Collected data entries:
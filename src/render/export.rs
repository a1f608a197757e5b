use std::io;
use std::path::Path;

use anyhow::{Context, Result};
use tracing::info;

use crate::models::grid::HeatmapGrid;

pub const CSV_HEADER: [&str; 4] = ["volatility", "spot_price", "call", "put"];

/// Writes the grid in long form: one record per cell, volatility-outer order.
pub fn write_grid_csv<W: io::Write>(writer: W, grid: &HeatmapGrid) -> Result<()> {
    let mut wtr = csv::Writer::from_writer(writer);
    wtr.write_record(CSV_HEADER)?;
    for (vol, spot, call, put) in grid.cells() {
        wtr.write_record([
            vol.to_string(),
            spot.to_string(),
            call.to_string(),
            put.to_string(),
        ])?;
    }
    wtr.flush()?;
    Ok(())
}

pub fn write_grid_csv_file(path: impl AsRef<Path>, grid: &HeatmapGrid) -> Result<()> {
    let path = path.as_ref();
    let file = std::fs::File::create(path)
        .with_context(|| format!("failed to create {}", path.display()))?;
    write_grid_csv(file, grid)?;
    info!(path = %path.display(), rows = grid.call_matrix.len(), "grid exported");
    Ok(())
}
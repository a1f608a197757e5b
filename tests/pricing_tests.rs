mod test_utils;

use approx::{assert_abs_diff_eq, assert_relative_eq};
use bs_heatmap::{norm_cdf, price, price_option, MarketParameters, Parameter, PricingError};
use proptest::prelude::*;
use statrs::distribution::{ContinuousCDF, Normal};
use test_utils::{params, parity_gap, reference_params};

/// S=100, K=100, T=1, σ=0.20, r=0.05 against the textbook values.
#[test]
fn test_reference_scenario() {
    let prices = price(&reference_params()).expect("pricing failed");

    assert_abs_diff_eq!(prices.call, 10.4506, epsilon = 1e-3);
    assert_abs_diff_eq!(prices.put, 5.5735, epsilon = 1e-3);
}

/// The scalar entry point and the struct entry point agree exactly.
#[test]
fn test_price_option_matches_price() {
    let via_struct = price(&reference_params()).unwrap();
    let via_scalars = price_option(100.0, 100.0, 1.0, 0.20, 0.05).unwrap();
    assert_eq!(via_struct, via_scalars);
}

/// With S = K and r = 0 the forward equals the strike, so call and put match.
#[test]
fn test_atm_zero_rate_symmetry() {
    for &(s, t, vol) in &[(100.0, 1.0, 0.2), (50.0, 0.25, 0.6), (2500.0, 3.0, 0.1)] {
        let prices = price(&params(s, s, t, vol, 0.0)).unwrap();
        assert_abs_diff_eq!(prices.call, prices.put, epsilon = 1e-10 * s);
    }
}

/// As T → 0⁺ prices collapse onto intrinsic value.
#[test]
fn test_short_maturity_limit() {
    let t = 1e-8;
    let itm_call = price(&params(110.0, 100.0, t, 0.2, 0.05)).unwrap();
    assert_abs_diff_eq!(itm_call.call, 10.0, epsilon = 1e-4);
    assert_abs_diff_eq!(itm_call.put, 0.0, epsilon = 1e-10);

    let itm_put = price(&params(90.0, 100.0, t, 0.2, 0.05)).unwrap();
    assert_abs_diff_eq!(itm_put.call, 0.0, epsilon = 1e-10);
    assert_abs_diff_eq!(itm_put.put, 10.0, epsilon = 1e-4);
}

/// Prices are never negative, even far out of the money.
#[test]
fn test_prices_non_negative_in_the_wings() {
    for &(s, k) in &[(10.0, 1000.0), (1000.0, 10.0)] {
        let prices = price(&params(s, k, 0.1, 0.05, 0.1)).unwrap();
        assert!(prices.call >= 0.0 && prices.put >= 0.0, "{prices:?}");
        assert!(prices.call.is_finite() && prices.put.is_finite());
    }
}

/// Φ against values computed to 20 significant digits.
#[test]
fn test_norm_cdf_reference_values() {
    let table = [
        (-5.0, 2.866_515_718_791_939_1e-7),
        (-3.0, 1.349_898_031_630_094_5e-3),
        (-2.0, 2.275_013_194_817_920_7e-2),
        (-1.0, 0.158_655_253_931_457_05),
        (0.5, 0.691_462_461_274_013_1),
        (1.96, 0.975_002_104_851_779_5),
    ];
    for (x, expected) in table {
        assert_relative_eq!(norm_cdf(x), expected, max_relative = 1e-12);
    }
}

/// Φ agrees with an independent implementation across the range. statrs is
/// itself only accurate to about 1e-11 here, so the check is relative.
#[test]
fn test_norm_cdf_against_statrs() {
    let normal = Normal::new(0.0, 1.0).unwrap();
    for i in -60..=60 {
        let x = i as f64 * 0.1;
        assert_relative_eq!(norm_cdf(x), normal.cdf(x), max_relative = 1e-9);
    }
}

/// Zero maturity and zero volatility are rejected rather than priced as NaN.
#[test]
fn test_degenerate_inputs_rejected() {
    let cases = [
        ((100.0, 100.0, 0.0, 0.2, 0.05), Parameter::TimeToMaturity),
        ((100.0, 100.0, 1.0, 0.0, 0.05), Parameter::Volatility),
        ((0.0, 100.0, 1.0, 0.2, 0.05), Parameter::SpotPrice),
        ((100.0, -5.0, 1.0, 0.2, 0.05), Parameter::StrikePrice),
        ((100.0, 100.0, -1.0, 0.2, 0.05), Parameter::TimeToMaturity),
        ((100.0, 100.0, 1.0, 0.2, f64::NAN), Parameter::RiskFreeRate),
    ];

    for ((s, k, t, vol, r), expected) in cases {
        let err = price_option(s, k, t, vol, r).unwrap_err();
        assert!(
            matches!(err, PricingError::InvalidParameter { parameter, .. } if parameter == expected),
            "expected {expected} to be rejected, got {err}"
        );
    }
}

/// Inputs valid one by one but degenerate together are rejected instead of
/// pricing to 0 or infinity.
#[test]
fn test_jointly_degenerate_inputs_rejected() {
    let underflow = price_option(100.0, 100.0, 1e-250, 1e-200, 0.0).unwrap_err();
    assert_eq!(underflow.parameter(), Some(Parameter::Volatility));

    let overflow = price_option(100.0, 100.0, 10.0, 0.2, -1e308).unwrap_err();
    assert_eq!(overflow.parameter(), Some(Parameter::RiskFreeRate));

    // Large but representable inputs still price to finite values
    let prices = price_option(100.0, 100.0, 10.0, 0.2, -50.0).unwrap();
    assert!(prices.call.is_finite() && prices.put.is_finite());
}

/// A struct literal bypassing the constructor is still checked by `price`.
#[test]
fn test_unvalidated_literal_rejected() {
    let bad = MarketParameters {
        time_to_maturity: 0.0,
        ..reference_params()
    };
    let err = price(&bad).unwrap_err();
    assert_eq!(err.parameter(), Some(Parameter::TimeToMaturity));
    assert!(err.to_string().contains("time_to_maturity"));
}

proptest! {
    #![proptest_config(ProptestConfig::with_cases(500))]

    /// call − put = S − K·e^(−rT) for every valid input.
    #[test]
    fn prop_put_call_parity(
        s in 1.0..500.0f64,
        k in 1.0..500.0f64,
        t in 0.01..5.0f64,
        vol in 0.01..2.0f64,
        r in -0.05..0.2f64,
    ) {
        let p = params(s, k, t, vol, r);
        let prices = price(&p).unwrap();
        prop_assert!(parity_gap(&p, prices.call, prices.put) < 1e-9);
    }

    /// Raising volatility raises both option values.
    #[test]
    fn prop_vega_positive(
        s in 90.0..110.0f64,
        k in 90.0..110.0f64,
        t in 0.5..2.0f64,
        vol in 0.15..0.6f64,
        r in 0.0..0.05f64,
    ) {
        let low = price(&params(s, k, t, vol, r)).unwrap();
        let high = price(&params(s, k, t, vol + 0.05, r)).unwrap();
        prop_assert!(high.call > low.call);
        prop_assert!(high.put > low.put);
    }
}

* _Instructions to follow_: Every entry needs to be written out again, exactly as given.

* _Response box_:
filename src/render/export.rs
repository a1f608a197757e5b
use std::io;
use std::path::Path;

use anyhow::{Context, Result};
use tracing::info;

use crate::models::grid::HeatmapGrid;

pub const CSV_HEADER: [&str; 4] = ["volatility", "spot_price", "call", "put"];

/// Writes the grid in long form: one record per cell, volatility-outer order.
pub fn write_grid_csv<W: io::Write>(writer: W, grid: &HeatmapGrid) -> Result<()> {
    let mut wtr = csv::Writer::from_writer(writer);
    wtr.write_record(CSV_HEADER)?;
    for (vol, spot, call, put) in grid.cells() {
        wtr.write_record([
            vol.to_string(),
            spot.to_string(),
            call.to_string(),
            put.to_string(),
        ])?;
    }
    wtr.flush()?;
    Ok(())
}

pub fn write_grid_csv_file(path: impl AsRef<Path>, grid: &HeatmapGrid) -> Result<()> {
    let path = path.as_ref();
    let file = std::fs::File::create(path)
        .with_context(|| format!("failed to create {}", path.display()))?;
    write_grid_csv(file, grid)?;
    info!(path = %path.display(), rows = grid.call_matrix.len(), "grid exported");
    Ok(())
}
repository a1f608a197757e5b
filename tests/pricing_tests.rs
mod test_utils;

use approx::{assert_abs_diff_eq, assert_relative_eq};
use bs_heatmap::{norm_cdf, price, price_option, MarketParameters, Parameter, PricingError};
use proptest::prelude::*;
use statrs::distribution::{ContinuousCDF, Normal};
use test_utils::{params, parity_gap, reference_params};

/// S=100, K=100, T=1, σ=0.20, r=0.05 against the textbook values.
#[test]
fn test_reference_scenario() {
    let prices = price(&reference_params()).expect("pricing failed");

    assert_abs_diff_eq!(prices.call, 10.4506, epsilon = 1e-3);
    assert_abs_diff_eq!(prices.put, 5.5735, epsilon = 1e-3);
}

/// The scalar entry point and the struct entry point agree exactly.
#[test]
fn test_price_option_matches_price() {
    let via_struct = price(&reference_params()).unwrap();
    let via_scalars = price_option(100.0, 100.0, 1.0, 0.20, 0.05).unwrap();
    assert_eq!(via_struct, via_scalars);
}

/// With S = K and r = 0 the forward equals the strike, so call and put match.
#[test]
fn test_atm_zero_rate_symmetry() {
    for &(s, t, vol) in &[(100.0, 1.0, 0.2), (50.0, 0.25, 0.6), (2500.0, 3.0, 0.1)] {
        let prices = price(&params(s, s, t, vol, 0.0)).unwrap();
        assert_abs_diff_eq!(prices.call, prices.put, epsilon = 1e-10 * s);
    }
}

/// As T → 0⁺ prices collapse onto intrinsic value.
#[test]
fn test_short_maturity_limit() {
    let t = 1e-8;
    let itm_call = price(&params(110.0, 100.0, t, 0.2, 0.05)).unwrap();
    assert_abs_diff_eq!(itm_call.call, 10.0, epsilon = 1e-4);
    assert_abs_diff_eq!(itm_call.put, 0.0, epsilon = 1e-10);

    let itm_put = price(&params(90.0, 100.0, t, 0.2, 0.05)).unwrap();
    assert_abs_diff_eq!(itm_put.call, 0.0, epsilon = 1e-10);
    assert_abs_diff_eq!(itm_put.put, 10.0, epsilon = 1e-4);
}

/// Prices are never negative, even far out of the money.
#[test]
fn test_prices_non_negative_in_the_wings() {
    for &(s, k) in &[(10.0, 1000.0), (1000.0, 10.0)] {
        let prices = price(&params(s, k, 0.1, 0.05, 0.1)).unwrap();
        assert!(prices.call >= 0.0 && prices.put >= 0.0, "{prices:?}");
        assert!(prices.call.is_finite() && prices.put.is_finite());
    }
}

/// Φ against values computed to 20 significant digits.
#[test]
fn test_norm_cdf_reference_values() {
    let table = [
        (-5.0, 2.866_515_718_791_939_1e-7),
        (-3.0, 1.349_898_031_630_094_5e-3),
        (-2.0, 2.275_013_194_817_920_7e-2),
        (-1.0, 0.158_655_253_931_457_05),
        (0.5, 0.691_462_461_274_013_1),
        (1.96, 0.975_002_104_851_779_5),
    ];
    for (x, expected) in table {
        assert_relative_eq!(norm_cdf(x), expected, max_relative = 1e-12);
    }
}

/// Φ agrees with an independent implementation across the range. statrs is
/// itself only accurate to about 1e-11 here, so the check is relative.
#[test]
fn test_norm_cdf_against_statrs() {
    let normal = Normal::new(0.0, 1.0).unwrap();
    for i in -60..=60 {
        let x = i as f64 * 0.1;
        assert_relative_eq!(norm_cdf(x), normal.cdf(x), max_relative = 1e-9);
    }
}

/// Zero maturity and zero volatility are rejected rather than priced as NaN.
#[test]
fn test_degenerate_inputs_rejected() {
    let cases = [
        ((100.0, 100.0, 0.0, 0.2, 0.05), Parameter::TimeToMaturity),
        ((100.0, 100.0, 1.0, 0.0, 0.05), Parameter::Volatility),
        ((0.0, 100.0, 1.0, 0.2, 0.05), Parameter::SpotPrice),
        ((100.0, -5.0, 1.0, 0.2, 0.05), Parameter::StrikePrice),
        ((100.0, 100.0, -1.0, 0.2, 0.05), Parameter::TimeToMaturity),
        ((100.0, 100.0, 1.0, 0.2, f64::NAN), Parameter::RiskFreeRate),
    ];

    for ((s, k, t, vol, r), expected) in cases {
        let err = price_option(s, k, t, vol, r).unwrap_err();
        assert!(
            matches!(err, PricingError::InvalidParameter { parameter, .. } if parameter == expected),
            "expected {expected} to be rejected, got {err}"
        );
    }
}

/// Inputs valid one by one but degenerate together are rejected instead of
/// pricing to 0 or infinity.
#[test]
fn test_jointly_degenerate_inputs_rejected() {
    let underflow = price_option(100.0, 100.0, 1e-250, 1e-200, 0.0).unwrap_err();
    assert_eq!(underflow.parameter(), Some(Parameter::Volatility));

    let overflow = price_option(100.0, 100.0, 10.0, 0.2, -1e308).unwrap_err();
    assert_eq!(overflow.parameter(), Some(Parameter::RiskFreeRate));

    // Large but representable inputs still price to finite values
    let prices = price_option(100.0, 100.0, 10.0, 0.2, -50.0).unwrap();
    assert!(prices.call.is_finite() && prices.put.is_finite());
}

/// A struct literal bypassing the constructor is still checked by `price`.
#[test]
fn test_unvalidated_literal_rejected() {
    let bad = MarketParameters {
        time_to_maturity: 0.0,
        ..reference_params()
    };
    let err = price(&bad).unwrap_err();
    assert_eq!(err.parameter(), Some(Parameter::TimeToMaturity));
    assert!(err.to_string().contains("time_to_maturity"));
}

proptest! {
    #![proptest_config(ProptestConfig::with_cases(500))]

    /// call − put = S − K·e^(−rT) for every valid input.
    #[test]
    fn prop_put_call_parity(
        s in 1.0..500.0f64,
        k in 1.0..500.0f64,
        t in 0.01..5.0f64,
        vol in 0.01..2.0f64,
        r in -0.05..0.2f64,
    ) {
        let p = params(s, k, t, vol, r);
        let prices = price(&p).unwrap();
        prop_assert!(parity_gap(&p, prices.call, prices.put) < 1e-9);
    }

    /// Raising volatility raises both option values.
    #[test]
    fn prop_vega_positive(
        s in 90.0..110.0f64,
        k in 90.0..110.0f64,
        t in 0.5..2.0f64,
        vol in 0.15..0.6f64,
        r in 0.0..0.05f64,
    ) {
        let low = price(&params(s, k, t, vol, r)).unwrap();
        let high = price(&params(s, k, t, vol + 0.05, r)).unwrap();
        prop_assert!(high.call > low.call);
        prop_assert!(high.put > low.put);
    }
}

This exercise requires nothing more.